Consider this a love letter to a love letter. I’m increasingly certain that my favorite single track of recorded music from 2010 was “Homage to Jack Vanarsky” by Garth Knox, off his album on the netlabel SHSK’H (shskh.com), Solo Viola d’Amore. Despite the album’s title, this particular track is, technically, not a solo viola work. It’s a duet for Knox’s viola and a small mechanical device. The device was created by artist Vanarksy, a sculptor who was Knox’s late father-in-law. It makes a distinct creaking sound, like metal coming occasionally into contact with wood. As the device makes this sound, for close to eight minutes straight, Knox’s viola glides in and out (MP3).
Knox was, for most of the 1990s, a member of the Arditti Quartet, which speaks to his technical and interpretative skill, and to his comfort in the realm of experimental contemporary composition. In this homage, which he wrote, you can almost hear Knox limiting, damping, that virtuosity so as not to overwhelm his mechanical collaborator.
As the piece proceeds, Knox’s viola traces the sounds of the machine, listening to its drone and whir, paying attention to its tonality, registering its key and meter, and treating all of that as his sonic equal. Rather than be overwhelmed, the mechanical device comes into its own as a participant in the duet, repetition bringing into focus its special sound, its slightly off rhythm, and other minute yet unique characteristics.

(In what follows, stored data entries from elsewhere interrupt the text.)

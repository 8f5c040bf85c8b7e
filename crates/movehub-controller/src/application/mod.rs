pub mod controller;
pub mod transport;
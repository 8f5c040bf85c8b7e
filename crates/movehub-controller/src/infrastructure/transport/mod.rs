//! [`HubTransport`](crate::application::transport::HubTransport)
//! implementations.
//!
//! Only an in-process simulation ships here; a radio-backed transport plugs
//! in through the same trait.
pub mod simulated;
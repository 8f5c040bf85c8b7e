//! # movehub-core
//!
//! Frame codec, port/device tables, and the port registry for controlling a
//! Move Hub over its single wireless characteristic.
//!
//! This crate has no I/O.  It is shared by the controller application and
//! anything else that needs to speak the hub's byte protocol.
//!
//! # Architecture overview
//!
//! The hub accepts short command frames (drive a motor, set the LED color,
//! enable sensor reports) and answers with notification frames (identity
//! strings, port attach/detach events, sensor readings).
//!
//! - **`protocol`** – The [`Command`] and [`Notification`] sum types and the
//!   codec that turns them into bytes and back.  Encoding is infallible;
//!   decoding reports a [`ProtocolError`].
//!
//! - **`domain`** – The [`PortRegistry`].  Sensor frames do not describe
//!   their own layout, so decoding one requires knowing which device type
//!   was last attached to the reporting port.

pub mod domain;
pub mod protocol;

pub use domain::registry::PortRegistry;
pub use protocol::codec::{decode_notification, encode_command, ProtocolError};
pub use protocol::messages::{
    Color, Command, DeviceType, Notification, Port, RegistryUpdate, SERVICE_UUID,
};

If you accept that the viola is, itself, a gadget, albeit a highly developed one, then a kind of romance comes to light, bringing to mind the one between two robots in the film WALL-E: one rusty and beleaguered, the other elegant and refined.

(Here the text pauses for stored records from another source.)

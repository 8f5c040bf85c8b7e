pub mod storage;
pub mod transport;
//! Move Hub demo program entry point.
//!
//! Loads the config, builds a transport, connects a [`HubController`], and
//! runs a short scripted sequence of commands while logging every
//! notification the hub sends back.
//!
//! # Transport
//!
//! The `SimulatedHub` used here answers in-process and never touches a
//! radio.  A wireless transport implements the same `HubTransport` trait and
//! replaces it without any other change.
//!
//! # Script
//!
//! ```text
//! subscribe D        -- ask for motor D angle reports
//! set_color(config)
//! run D for time     -- produces a sensor notification for D
//! drive_for_time
//! set_color(Blue)
//! turn_for_time
//! ```
//!
//! Ctrl-C at any point disconnects and exits.

use std::sync::Arc;
use std::time::Duration;

use tracing::{error, info};
use tracing_subscriber::EnvFilter;

use movehub_controller::application::controller::{ControllerError, HubController};
use movehub_controller::infrastructure::storage::config::{config_file_path, load_config, AppConfig};
use movehub_controller::infrastructure::transport::simulated::SimulatedHub;
use movehub_core::{Color, Notification, Port};

/// Subscription option requesting continuous angle reports.
const ANGLE_REPORTS: u8 = 0x02;

#[tokio::main]
async fn main() -> anyhow::Result<()> {
    let config_path = config_file_path()?;
    let config = load_config(&config_path)?;

    // RUST_LOG wins over the configured level.
    tracing_subscriber::fmt()
        .with_env_filter(
            EnvFilter::try_from_default_env()
                .unwrap_or_else(|_| EnvFilter::new(&config.logging.log_level)),
        )
        .init();

    info!(path = %config_path.display(), "Move Hub controller starting");

    let devices = config
        .hub
        .attached_devices
        .iter()
        .map(|device| device.as_pair())
        .collect();
    let transport = Arc::new(SimulatedHub::new(devices).with_name(config.hub.name.clone()));
    let controller = HubController::new(transport);

    controller.on_notification(log_notification);
    controller.on_connected(|| info!("hub connected, notifications enabled"));

    controller.connect().await?;

    tokio::select! {
        result = run_script(&controller, &config) => {
            if let Err(e) = result {
                error!("demo script failed: {e}");
            }
        }
        _ = tokio::signal::ctrl_c() => {
            info!("interrupted");
        }
    }

    info!(
        dropped_frames = controller.dropped_frames(),
        ports = controller.registry_snapshot().len(),
        "shutting down"
    );
    controller.disconnect().await?;
    Ok(())
}

async fn run_script(controller: &HubController, config: &AppConfig) -> Result<(), ControllerError> {
    let demo = &config.demo;
    let pause = Duration::from_millis(demo.pause_ms);

    // Give the attach burst time to populate the registry.
    tokio::time::sleep(Duration::from_millis(100)).await;
    if let Some(device_type) = controller.device_type(Port::D) {
        info!(?device_type, "port D");
    }

    controller.subscribe(Port::D, ANGLE_REPORTS).await?;
    controller.set_color(demo.color).await?;
    tokio::time::sleep(pause).await;

    controller
        .run_motor_for_time(Port::D, demo.motor_time_ms, demo.motor_power)
        .await?;
    controller
        .drive_for_time(demo.motor_time_ms, demo.motor_power)
        .await?;
    tokio::time::sleep(pause).await;

    controller.set_color(Color::Blue).await?;
    controller
        .turn_for_time(demo.motor_time_ms, demo.turn_power)
        .await?;
    tokio::time::sleep(pause).await;
    Ok(())
}

fn log_notification(notification: &Notification) {
    match notification {
        Notification::DeviceInfoString { text, .. } => info!(%text, "hub info"),
        Notification::PortAttached { port, device_type } => {
            info!(%port, ?device_type, "device attached")
        }
        Notification::GroupAttached { port, .. } => info!(%port, "port group attached"),
        Notification::PortDetached { port } => info!(%port, "device detached"),
        Notification::MotorSensor { port, angle } => info!(%port, angle, "motor angle"),
        Notification::TiltSensor { roll, pitch } => info!(roll, pitch, "tilt"),
        Notification::ColorDistanceSensor { color, distance } => {
            info!(color, distance, "color/distance")
        }
        Notification::Raw { .. } => info!(?notification, "unrecognised notification"),
    }
}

Writes Knox of the piece in a brief entry in the album’s liner notes:
My father-in-law and friend, Jack Vanarsky, made beautiful moving sculptures which had little motors inside. Like the one we hear on this track, they make gently purring noises, and I wanted to make a piece based on these sounds, as a homage to Jack, who died unexpectedly in February 2009.
I don’t know a lot about Vanarsky, but I have read that he was an active participant in Oupeinpo, which applied to painting the same sort of constraints-based approach that writer Raymond Queneau and others developed in the 1960s under the name Oulipo (which has also engendered Oubapo, which applies the same mode to the creation of comics). This small bit of biography further reinforces the sense in which Vanarsky’s device can be heard to set boundaries within which Knox composed and performed.